ZFIN ID: ZDB-PUB-110817-6
A SNX10/V-ATPase pathway regulates ciliogenesis in vitro and in vivo
Chen, Y., Wu, B., Xu, L., Li, H., Xia, J., Yin, W., Li, Z., Li, S., Lin, S., Shu, X., and Pei, D.
Date: 2012
Source: Cell Research   22(2): 333-345 (Journal)

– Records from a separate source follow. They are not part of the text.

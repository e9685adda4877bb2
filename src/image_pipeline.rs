//! Image processing pipeline module
//!
//! Sensor frames of 8 or 16 bits per sample are normalized to a canonical
//! 8-bit form, compressed with a standard lossy codec and decoded again.
//! Packed sensor formats, orientation transforms and lossless golden files
//! sit alongside the codec.

pub mod codec;
pub mod common;
pub mod conversions;
pub mod convert;
pub mod frame;
pub mod golden;
pub mod transform;

#[cfg(test)]
pub(crate) mod test_frames;

pub use common::{FrameError, Result};

pub use frame::{Frame, Orientation, RawLayout, Rotation, Samples};

pub use convert::{
    CANONICAL_BIT_DEPTH, denormalize, normalize, scale_to_full_range, unpack_mono_packed,
    unpack_mono12_packed,
};

pub use transform::{flip, rotate};

pub use codec::{DeviationStats, EncodedImage, FrameCodec, JpegCodec, Tolerance, compare};

pub use golden::{GoldenConfig, GoldenConfigBuilder, StandardTiffWriter, TiffCompression, TiffWriter, read_tiff_frame};

pub use conversions::{CodecConfig, CodecConfigBuilder, RoundTripPipeline, RoundTripReport};
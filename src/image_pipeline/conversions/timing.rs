//! Wall-clock durations of the pipeline stages.

use std::fmt;
use std::time::{Duration, Instant};

#[derive(Debug, Clone, Copy, PartialEq, Eq)]
pub struct StepTiming {
    pub name: &'static str,
    pub duration: Duration,
}

/// Stage durations in execution order. A stage that runs more than once
/// appears once per run.
#[derive(Debug, Default, Clone)]
pub struct PipelineTimings {
    steps: Vec<StepTiming>,
}

impl PipelineTimings {
    pub fn new() -> Self {
        Self::default()
    }

    pub fn record(&mut self, name: &'static str, duration: Duration) {
        self.steps.push(StepTiming { name, duration });
    }

    /// Runs `f` and records how long it took under `name`.
    pub fn time<T>(&mut self, name: &'static str, f: impl FnOnce() -> T) -> T {
        let start = Instant::now();
        let value = f();
        self.record(name, start.elapsed());
        value
    }

    /// Combined duration of every run of `name`, `None` if it never ran.
    pub fn step(&self, name: &str) -> Option<Duration> {
        self.steps
            .iter()
            .filter(|s| s.name == name)
            .map(|s| s.duration)
            .reduce(|a, b| a + b)
    }

    pub fn total(&self) -> Duration {
        self.steps.iter().map(|s| s.duration).sum()
    }

    pub fn steps(&self) -> &[StepTiming] {
        &self.steps
    }
}

impl fmt::Display for PipelineTimings {
    /// One line per stage with its share of the total.
    fn fmt(&self, f: &mut fmt::Formatter<'_>) -> fmt::Result {
        let total = self.total().as_secs_f64();
        writeln!(f, "{:<24} {:>10} {:>7}", "step", "ms", "share")?;
        for step in &self.steps {
            let secs = step.duration.as_secs_f64();
            let share = if total > 0.0 { secs / total * 100.0 } else { 0.0 };
            writeln!(f, "{:<24} {:>10.3} {:>6.1}%", step.name, secs * 1000.0, share)?;
        }
        writeln!(f, "{:<24} {:>10.3}", "total", total * 1000.0)
    }
}
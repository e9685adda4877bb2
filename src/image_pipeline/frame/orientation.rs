//! Orientation bookkeeping for rotated and flipped frames

/// Clockwise rotation in quarter turns.
#[derive(Debug, Clone, Copy, PartialEq, Eq, Default)]
pub enum Rotation {
    #[default]
    Rotation0,
    Rotation90,
    Rotation180,
    Rotation270,
}

impl Rotation {
    /// Maps an angle in degrees to a rotation. Only multiples of 90 below
    /// 360 are accepted.
    pub fn from_degrees(degrees: u32) -> Option<Self> {
        match degrees {
            0 => Some(Rotation::Rotation0),
            90 => Some(Rotation::Rotation90),
            180 => Some(Rotation::Rotation180),
            270 => Some(Rotation::Rotation270),
            _ => None,
        }
    }

    pub fn degrees(self) -> u32 {
        match self {
            Rotation::Rotation0 => 0,
            Rotation::Rotation90 => 90,
            Rotation::Rotation180 => 180,
            Rotation::Rotation270 => 270,
        }
    }

    /// Applies `other` after `self`, modulo a full turn.
    pub fn then(self, other: Rotation) -> Rotation {
        match (self.degrees() + other.degrees()) % 360 {
            90 => Rotation::Rotation90,
            180 => Rotation::Rotation180,
            270 => Rotation::Rotation270,
            _ => Rotation::Rotation0,
        }
    }
}

/// Accumulated geometric transforms applied to a frame since acquisition.
#[derive(Debug, Clone, Copy, PartialEq, Eq, Default)]
pub struct Orientation {
    pub rotation: Rotation,
    /// Mirrored left-right
    pub flip_x: bool,
    /// Mirrored top-bottom
    pub flip_y: bool,
}

impl Orientation {
    pub fn is_identity(&self) -> bool {
        *self == Orientation::default()
    }
}
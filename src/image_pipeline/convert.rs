//! Format conversion module
//!
//! Lossless reshaping of sensor formats and the lossy 16 → 8 bit reduction
//! required before compression.

mod depth;
mod unpack;

pub use depth::{CANONICAL_BIT_DEPTH, denormalize, normalize, scale_to_full_range};
pub use unpack::{unpack_mono12_packed, unpack_mono_packed};
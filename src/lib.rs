pub mod image_pipeline;
pub mod logger;
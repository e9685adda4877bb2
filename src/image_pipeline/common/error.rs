use thiserror::Error;

#[derive(Error, Debug)]
pub enum FrameError {
    #[error("Invalid frame: {0}")]
    InvalidFrameError(String),

    #[error("Unsupported bit depth: {0}")]
    UnsupportedBitDepthError(u32),

    #[error("Unsupported channel layout: {0} channels")]
    UnsupportedChannelLayoutError(u32),

    #[error("Invalid quality {0}, expected a value in 1..=100")]
    InvalidQualityError(u8),

    #[error("Corrupt image stream: {0}")]
    CorruptStreamError(String),

    #[error("Invalid rotation {0}, expected 0, 90, 180 or 270 degrees")]
    InvalidRotationError(u32),

    #[error("Failed to encode image: {0}")]
    EncodeError(String),

    #[error("Invalid image dimensions: width={0}, height={1}")]
    InvalidDimensions(u32, u32),

    #[error("Failed to read input file: {0}")]
    InputReadError(String),

    #[error("Failed to write output file: {0}")]
    OutputWriteError(String),

    #[error("IO error: {0}")]
    IoError(#[from] std::io::Error),
}

pub type Result<T> = std::result::Result<T, FrameError>;
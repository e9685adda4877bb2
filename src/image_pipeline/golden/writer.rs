use std::io::Write;
use crate::image_pipeline::common::error::Result;
use crate::image_pipeline::frame::Frame;
use crate::image_pipeline::golden::types::GoldenConfig;

pub trait TiffWriter {
    fn write_tiff(&self, frame: &Frame, output: &mut dyn Write, config: &GoldenConfig) -> Result<()>;
}
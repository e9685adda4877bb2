//! Image codec module
//!
//! Lossy compression of canonical 8-bit frames and the statistics used to
//! verify that reconstructions stay within tolerance.

mod frame_codec;
mod jpeg_codec;
pub mod tolerance;
pub mod types;

pub use frame_codec::FrameCodec;
pub use jpeg_codec::JpegCodec;
pub use tolerance::{DeviationStats, Tolerance, compare};
pub use types::{EncodedImage, MAX_QUALITY, MIN_QUALITY};
//! Pipeline conversions module
//!
//! Orchestrates normalization and compression of sensor frames, including
//! file-level entry points and step timing.

mod round_trip;
pub mod timing;
pub mod types;

#[cfg(test)]
mod tests;

pub use round_trip::RoundTripPipeline;
pub use timing::{PipelineTimings, StepTiming};
pub use types::{CodecConfig, CodecConfigBuilder, JPEG_MAX_DIMENSION, RoundTripReport};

Registered Authors: Lin, Shuo, Pei, Desheng, Shu, Xiaodong
Keywords: none
MeSH Terms:
  • Animals
  • Body Patterning
  • Cell Line, Tumor
  • Centrosome/physiology
  • Cilia/physiology
  • Embryonic Development
  • Humans
  • Morphogenesis
  • Protein Binding
  • RNA Interference
  • RNA, Small Interfering/metabolism
  • Sorting Nexins/antagonists & inhibitors
  • Sorting Nexins/genetics
  • Sorting Nexins/metabolism*
  • Vacuolar Proton-Translocating ATPases/antagonists & inhibitors
  • Vacuolar Proton-Translocating ATPases/genetics
  • Vacuolar Proton-Translocating ATPases/metabolism*
  • Vacuoles/metabolism
  • Vacuoles/physiology
  • Zebrafish
  • Zebrafish Proteins/antagonists & inhibitors
  • Zebrafish Proteins/genetics
  • Zebrafish Proteins/metabolism*
  • rab GTP-Binding Proteins/metabolism
PubMed: 21844891 Full text @ Cell Res.
Sorting nexins (SNXs) are phosphoinositide-binding proteins implicated in the sorting of various membrane proteins in vitro, but the in vivo functions of them remain largely unknown. We reported previously that SNX10 is a unique member of the SNX family genes in that it has vacuolation activity in cells. We investigate the biological function of SNX10 by loss-of-function assay in this study and demonstrate that SNX10 is required for the formation of primary cilia in cultured cells. In zebrafish, SNX10 is involved in ciliogenesis in the Kupffer's vesicle and essential for left-right patterning of visceral organs. Mechanistically, SNX10 interacts with V-ATPase complex and targets it to the centrosome where ciliogenesis is initiated. Like SNX10, V-ATPase regulates ciliogenesis in vitro and in vivo and does so synergistically with SNX10. We further discover that SNX10 and V-ATPase regulate the ciliary trafficking of Rab8a, which is a critical regulator of ciliary membrane extension. These results identify an SNX10/V-ATPase-regulated vesicular trafficking pathway that is crucial for ciliogenesis, and reveal that SNX10/V-ATPase, through the regulation of cilia formation in various organs, play an essential role during early embryonic development.